[Start of Attachment]

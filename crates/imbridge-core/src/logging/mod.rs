//! 日志模块
//!
//! 统一的日志级别和条目定义，以及守护进程用来收集最近日志的环形缓冲区。
//! 所有核心错误最终都写进同一个日志出口，CLI 通过 IPC 读取。

use serde::{Deserialize, Serialize};
use std::collections::VecDeque;
use std::fmt;
use std::sync::{Mutex, PoisonError};

/// 默认保留的日志条数
pub const DEFAULT_LOG_CAPACITY: usize = 200;

/// 日志级别
///
/// 实现了 `PartialOrd` 以便过滤，越靠前越严重。
#[derive(Debug, Clone, Copy, PartialEq, Eq, PartialOrd, Ord, Serialize, Deserialize)]
pub enum LogLevel {
    Error = 0,
    Warn = 1,
    Info = 2,
    Debug = 3,
    Trace = 4,
}

impl LogLevel {
    /// 获取对应的 Emoji 图标
    pub fn icon(&self) -> &'static str {
        match self {
            LogLevel::Error => "❌",
            LogLevel::Warn => "⚠️",
            LogLevel::Info => "ℹ️",
            LogLevel::Debug => "🔍",
            LogLevel::Trace => "📝",
        }
    }

    pub fn name(&self) -> &'static str {
        match self {
            LogLevel::Error => "ERROR",
            LogLevel::Warn => "WARN",
            LogLevel::Info => "INFO",
            LogLevel::Debug => "DEBUG",
            LogLevel::Trace => "TRACE",
        }
    }
}

impl std::str::FromStr for LogLevel {
    type Err = String;

    fn from_str(s: &str) -> Result<Self, Self::Err> {
        match s.trim().to_uppercase().as_str() {
            "ERROR" => Ok(LogLevel::Error),
            "WARN" | "WARNING" => Ok(LogLevel::Warn),
            "INFO" => Ok(LogLevel::Info),
            "DEBUG" => Ok(LogLevel::Debug),
            "TRACE" => Ok(LogLevel::Trace),
            other => Err(format!("unknown log level: {}", other)),
        }
    }
}

impl fmt::Display for LogLevel {
    fn fmt(&self, f: &mut fmt::Formatter<'_>) -> fmt::Result {
        f.pad(self.name())
    }
}

impl From<log::Level> for LogLevel {
    fn from(level: log::Level) -> Self {
        match level {
            log::Level::Error => LogLevel::Error,
            log::Level::Warn => LogLevel::Warn,
            log::Level::Info => LogLevel::Info,
            log::Level::Debug => LogLevel::Debug,
            log::Level::Trace => LogLevel::Trace,
        }
    }
}

/// 日志条目
#[derive(Debug, Clone, PartialEq, Serialize, Deserialize)]
pub struct LogEntry {
    pub level: LogLevel,
    pub target: String,
    pub message: String,
}

impl LogEntry {
    pub fn new(level: LogLevel, target: impl Into<String>, message: impl Into<String>) -> Self {
        Self {
            level,
            target: target.into(),
            message: message.into(),
        }
    }
}

impl fmt::Display for LogEntry {
    fn fmt(&self, f: &mut fmt::Formatter<'_>) -> fmt::Result {
        write!(f, "{} {:<5} {}: {}", self.level.icon(), self.level, self.target, self.message)
    }
}

/// 有界日志缓冲区，满了以后丢弃最旧的条目
#[derive(Debug)]
pub struct LogBuffer {
    capacity: usize,
    entries: Mutex<VecDeque<LogEntry>>,
}

impl Default for LogBuffer {
    fn default() -> Self {
        Self::with_capacity(DEFAULT_LOG_CAPACITY)
    }
}

impl LogBuffer {
    pub fn with_capacity(capacity: usize) -> Self {
        Self {
            capacity: capacity.max(1),
            entries: Mutex::new(VecDeque::with_capacity(capacity.max(1))),
        }
    }

    pub fn push(&self, entry: LogEntry) {
        let mut entries = self.entries.lock().unwrap_or_else(PoisonError::into_inner);
        if entries.len() == self.capacity {
            entries.pop_front();
        }
        entries.push_back(entry);
    }

    /// 按时间顺序返回不低于 `max_level` 严重程度的条目，最多 `limit` 条（取最新的）
    pub fn snapshot(&self, max_level: LogLevel, limit: usize) -> Vec<LogEntry> {
        let entries = self.entries.lock().unwrap_or_else(PoisonError::into_inner);
        let matching: Vec<&LogEntry> = entries.iter().filter(|e| e.level <= max_level).collect();
        let skip = matching.len().saturating_sub(limit);
        matching.into_iter().skip(skip).cloned().collect()
    }

    pub fn len(&self) -> usize {
        self.entries.lock().unwrap_or_else(PoisonError::into_inner).len()
    }

    pub fn is_empty(&self) -> bool {
        self.len() == 0
    }
}

#[cfg(test)]
mod tests {
    use super::*;

    fn entry(level: LogLevel, message: &str) -> LogEntry {
        LogEntry::new(level, "imbridge_core", message)
    }

    #[test]
    fn test_level_parse_and_order() {
        assert_eq!("warn".parse::<LogLevel>(), Ok(LogLevel::Warn));
        assert_eq!(" Debug ".parse::<LogLevel>(), Ok(LogLevel::Debug));
        assert!("loud".parse::<LogLevel>().is_err());
        assert!(LogLevel::Error < LogLevel::Info);
        assert_eq!(LogLevel::from(log::Level::Trace), LogLevel::Trace);
    }

    #[test]
    fn test_buffer_drops_oldest() {
        let buffer = LogBuffer::with_capacity(3);
        for i in 0..5 {
            buffer.push(entry(LogLevel::Info, &format!("msg {}", i)));
        }
        let all = buffer.snapshot(LogLevel::Trace, usize::MAX);
        let messages: Vec<_> = all.iter().map(|e| e.message.as_str()).collect();
        assert_eq!(messages, ["msg 2", "msg 3", "msg 4"]);
    }

    #[test]
    fn test_snapshot_filters_and_limits() {
        let buffer = LogBuffer::default();
        buffer.push(entry(LogLevel::Debug, "noise"));
        buffer.push(entry(LogLevel::Warn, "first"));
        buffer.push(entry(LogLevel::Error, "second"));
        buffer.push(entry(LogLevel::Info, "third"));

        let warnings = buffer.snapshot(LogLevel::Warn, 10);
        assert_eq!(warnings.len(), 2);

        let latest = buffer.snapshot(LogLevel::Info, 2);
        assert_eq!(latest[0].message, "second");
        assert_eq!(latest[1].message, "third");
    }

    #[test]
    fn test_entry_display() {
        let line = entry(LogLevel::Warn, "bind failed").to_string();
        assert!(line.contains("WARN"));
        assert!(line.ends_with("imbridge_core: bind failed"));
    }
}
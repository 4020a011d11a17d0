use anyhow::Result;
use clap::{Parser, Subcommand};
use std::path::PathBuf;
use xshell::{Shell, cmd};

#[derive(Parser)]
#[command(name = "xtask", about = "ImBridge 开发任务自动化")]
struct Cli {
    #[command(subcommand)]
    command: Commands,
}

#[derive(Subcommand)]
enum Commands {
    /// 构建所有组件 (release)
    Build,
    /// 运行守护进程 (开发模式)
    Dev {
        /// 日志级别 (trace, debug, info, warn, error)
        #[arg(short, long, default_value = "info")]
        log_level: String,
    },
    /// 运行测试
    Test {
        /// 同时运行需要 potrace 的测试
        #[arg(long)]
        with_tracer: bool,
    },
    /// 运行测试并生成覆盖率报告
    Coverage,
    /// 生成自签名 TLS 证书，手机端通过 HTTPS 访问
    GenCert {
        /// 输出目录 (默认: ~/.config/imbridge)
        #[arg(short, long)]
        out_dir: Option<PathBuf>,
        /// 证书中的主机名或 IP
        #[arg(long, default_value = "imbridge.local")]
        host: String,
    },
    /// 清理构建产物
    Clean,
}

fn main() -> Result<()> {
    let cli = Cli::parse();
    let sh = Shell::new()?;

    // 确保在项目根目录执行
    let project_root = std::env::var("CARGO_MANIFEST_DIR")
        .map(PathBuf::from)
        .ok()
        .and_then(|p| p.parent().map(std::path::Path::to_path_buf))
        .map_or_else(std::env::current_dir, Ok)?;
    sh.change_dir(&project_root);

    match cli.command {
        Commands::Build => build(&sh)?,
        Commands::Dev { log_level } => dev(&sh, &log_level)?,
        Commands::Test { with_tracer } => test(&sh, with_tracer)?,
        Commands::Coverage => coverage(&sh)?,
        Commands::GenCert { out_dir, host } => gen_cert(&sh, out_dir, &host)?,
        Commands::Clean => clean(&sh)?,
    }

    Ok(())
}

fn build(sh: &Shell) -> Result<()> {
    println!("🔨 构建所有组件...");
    cmd!(sh, "cargo build --release -p imbridge-daemon -p imbridge-cli").run()?;
    println!("✅ 构建完成");
    Ok(())
}

fn dev(sh: &Shell, log_level: &str) -> Result<()> {
    println!("🚀 启动开发模式守护进程...");
    let rust_log = format!("{level},imbridge_core={level}", level = log_level);
    let _env = sh.push_env("RUST_LOG", rust_log);
    cmd!(sh, "cargo run -p imbridge-daemon -- --static-dir static").run()?;
    Ok(())
}

fn test(sh: &Shell, with_tracer: bool) -> Result<()> {
    println!("🧪 运行测试...");
    cmd!(sh, "cargo test --workspace").run()?;
    if with_tracer {
        println!("🖋️  运行 potrace 相关测试...");
        cmd!(sh, "cargo test -p imbridge-core -- --ignored").run()?;
    }
    println!("✅ 测试完成");
    Ok(())
}

fn coverage(sh: &Shell) -> Result<()> {
    println!("📊 运行测试覆盖率分析...");

    // 检查 cargo-tarpaulin 是否安装
    if cmd!(sh, "cargo tarpaulin --version").run().is_err() {
        println!("📦 安装 cargo-tarpaulin...");
        cmd!(sh, "cargo install cargo-tarpaulin").run()?;
    }

    println!("🔍 分析中...");
    cmd!(
        sh,
        "cargo tarpaulin --packages imbridge-core --out Html --output-dir target/coverage"
    )
    .run()?;

    println!("✅ 覆盖率报告已生成");
    println!("   HTML 报告: target/coverage/tarpaulin-report.html");
    Ok(())
}

fn gen_cert(sh: &Shell, out_dir: Option<PathBuf>, host: &str) -> Result<()> {
    let out_dir = out_dir.unwrap_or_else(|| {
        dirs::config_dir()
            .unwrap_or_else(|| PathBuf::from("."))
            .join("imbridge")
    });
    sh.create_dir(&out_dir)?;
    let cert = out_dir.join("cert.pem");
    let key = out_dir.join("key.pem");
    let subject = format!("/CN={}", host);

    println!("🔐 生成自签名证书...");
    // -nodes 输出未加密的 PKCS#8 私钥
    cmd!(
        sh,
        "openssl req -x509 -newkey rsa:2048 -nodes -sha256 -days 825 -keyout {key} -out {cert} -subj {subject}"
    )
    .run()?;

    println!("✅ 证书已生成");
    println!("   证书: {}", cert.display());
    println!("   私钥: {}", key.display());
    println!("   手机首次访问时需要手动信任该证书");
    Ok(())
}

fn clean(sh: &Shell) -> Result<()> {
    println!("🧹 清理构建产物...");
    cmd!(sh, "cargo clean").run()?;
    println!("✅ 清理完成");
    Ok(())
}
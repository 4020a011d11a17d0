//! 本地命令 - 不经过守护进程

use anyhow::Result;
use imbridge_core::{
    AppSettings, ExportError, PathToolRegistry, VectorExporter, crop_to_content, export_bitmap,
    is_vector_path,
};
use std::path::Path;
use std::sync::Arc;

pub fn list_addresses(port: u16) {
    println!("🌐 本机地址:");
    for ip in imbridge_core::enumerate_local_addresses() {
        println!("   {}:{}", ip, port);
    }
}

pub fn probe(host: &str, port: u16) {
    match imbridge_core::probe_bind(host, port) {
        Ok(()) => println!("✅ Local bind OK: {}:{}", host, port),
        Err(e) => eprintln!("❌ Local bind FAILED: {}", e),
    }
}

pub async fn ping(ip: &str, count: u32) {
    println!("📡 ping {} ({} 次)...", ip, count);
    let (reachable, output) = imbridge_core::ping_host(ip, count).await;
    println!("{}", output.trim_end());
    if reachable {
        println!("✅ {} 可达", ip);
    } else {
        println!("❌ {} 不可达", ip);
    }
}

/// 在终端打印二维码，失败时只给出提示
pub fn print_qr(url: &str) {
    match imbridge_core::qr_terminal(url) {
        Ok(code) => println!("{}", code),
        Err(e) => eprintln!("⚠️  无法生成二维码: {}", e),
    }
}

/// 打印二维码，并在指定时写出 PNG
pub fn qr(settings: &AppSettings, url: &str, size: Option<u32>, output: Option<&Path>) -> Result<()> {
    println!("📱 {}", url);
    print_qr(url);

    let Some(output) = output else {
        return Ok(());
    };
    let logo = match &settings.qr_logo {
        Some(path) => match image::open(path) {
            Ok(img) => Some(img.to_rgba8()),
            Err(e) => {
                eprintln!("⚠️  无法读取徽标 {}: {}", path.display(), e);
                None
            }
        },
        None => None,
    };
    imbridge_core::write_qr_png(url, size.unwrap_or(settings.qr_size), logo.as_ref(), output)?;
    println!("✅ 二维码已保存: {}", output.display());
    Ok(())
}

/// 把一张图片裁剪后导出为位图或矢量图
pub async fn export(
    settings: &AppSettings,
    input: &Path,
    output: &Path,
    crop: bool,
    keep_alpha: bool,
) -> Result<()> {
    let image = image::open(input)?.to_rgba8();

    let result: Result<(), ExportError> = async {
        // 空白图片无论是否裁剪都不导出
        let cropped = crop_to_content(&image)?;
        let image = if crop { cropped } else { image };
        if is_vector_path(output) {
            VectorExporter::new(Arc::new(PathToolRegistry::new()))
                .with_tool(settings.tracer.clone())
                .with_timeout(settings.tracer_timeout())
                .export(&image, output)
                .await
        } else {
            export_bitmap(&image, output, keep_alpha)
        }
    }
    .await;

    match result {
        Ok(()) => {
            println!("✅ 已导出: {}", output.display());
            Ok(())
        }
        Err(ExportError::NoContent) => {
            eprintln!("⚠️  图片是空白的，没有可导出的内容");
            Err(ExportError::NoContent.into())
        }
        Err(ExportError::ToolUnavailable { tool }) => {
            eprintln!("❌ 未找到矢量描摹工具 '{}'", tool);
            eprintln!("   请安装 potrace 并确保它在 PATH 中，或在设置中修改 tracer");
            Err(ExportError::ToolUnavailable { tool }.into())
        }
        Err(e @ ExportError::ToolFailed { .. }) => {
            eprintln!("❌ 矢量描摹失败: {}", e);
            eprintln!("   可以先导出为 PNG 再手动转换");
            Err(e.into())
        }
        Err(e) => Err(e.into()),
    }
}
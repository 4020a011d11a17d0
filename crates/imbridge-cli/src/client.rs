//! IPC Client - 与守护进程通信

use anyhow::{Result, bail};
use imbridge_core::ipc::{IpcRequest, IpcResponse, read_line, socket_path, write_message};
use tokio::io::BufReader;
use tokio::net::UnixStream;

pub async fn send_request(request: IpcRequest) -> Result<IpcResponse> {
    let path = socket_path();

    let stream = match UnixStream::connect(&path).await {
        Ok(s) => s,
        Err(e) => {
            eprintln!("❌ 无法连接到守护进程: {}", e);
            eprintln!("   请确保 imbridge-daemon 正在运行");
            eprintln!("   运行: cargo xtask dev");
            return Err(e.into());
        }
    };

    let (reader, mut writer) = stream.into_split();
    let mut reader = BufReader::new(reader);

    write_message(&mut writer, &request).await?;

    let Some(line) = read_line(&mut reader).await? else {
        bail!("守护进程关闭了连接");
    };
    let response: IpcResponse = serde_json::from_str(&line)?;

    match &response {
        IpcResponse::Ok { message } => println!("✅ {}", message),
        IpcResponse::Error { message } => eprintln!("❌ {}", message),
        _ => {}
    }

    Ok(response)
}
//! 日志收集层
//!
//! 自定义 tracing Layer，把每条日志写进守护进程的环形缓冲区，供 CLI `logs` 查询。

use imbridge_core::logging::{LogBuffer, LogEntry, LogLevel};
use std::fmt;
use std::sync::Arc;
use tracing::{Event, Level, Subscriber};
use tracing_log::NormalizeEvent;
use tracing_subscriber::Layer;
use tracing_subscriber::layer::Context;

pub struct LogSinkLayer {
    buffer: Arc<LogBuffer>,
}

impl LogSinkLayer {
    pub fn new(buffer: Arc<LogBuffer>) -> Self {
        Self { buffer }
    }
}

impl<S> Layer<S> for LogSinkLayer
where
    S: Subscriber,
{
    fn on_event(&self, event: &Event<'_>, _ctx: Context<'_, S>) {
        // 来自 log crate 的事件需要还原真实的 target
        let normalized = event.normalized_metadata();
        let metadata = normalized.as_ref().unwrap_or_else(|| event.metadata());

        let mut message = String::new();
        event.record(&mut MessageVisitor(&mut message));
        if message.is_empty() {
            message = metadata.target().to_string();
        }

        self.buffer.push(LogEntry::new(
            level_of(*metadata.level()),
            metadata.target(),
            message,
        ));
    }
}

fn level_of(level: Level) -> LogLevel {
    match level {
        Level::ERROR => LogLevel::Error,
        Level::WARN => LogLevel::Warn,
        Level::INFO => LogLevel::Info,
        Level::DEBUG => LogLevel::Debug,
        Level::TRACE => LogLevel::Trace,
    }
}

/// 访问者，用于提取事件中的消息字段
struct MessageVisitor<'a>(&'a mut String);

impl tracing::field::Visit for MessageVisitor<'_> {
    fn record_debug(&mut self, field: &tracing::field::Field, value: &dyn fmt::Debug) {
        if field.name() == "message" {
            *self.0 = format!("{:?}", value);
        } else if self.0.is_empty() && !field.name().starts_with("log.") {
            *self.0 = format!("{}={:?}", field.name(), value);
        }
    }

    fn record_str(&mut self, field: &tracing::field::Field, value: &str) {
        if field.name() == "message" {
            *self.0 = value.to_string();
        } else if self.0.is_empty() && !field.name().starts_with("log.") {
            *self.0 = format!("{}={}", field.name(), value);
        }
    }
}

[End of Attachment]

Required work -
Only the lines above from the line containing "pub fn name(&self)" through the line containing "impl std::str::FromStr for" should be retyped, exactly and with both ends included.

Response -
    pub fn name(&self) -> &'static str {
        match self {
            LogLevel::Error => "ERROR",
            LogLevel::Warn => "WARN",
            LogLevel::Info => "INFO",
            LogLevel::Debug => "DEBUG",
            LogLevel::Trace => "TRACE",
        }
    }
}

impl std::str::FromStr for LogLevel {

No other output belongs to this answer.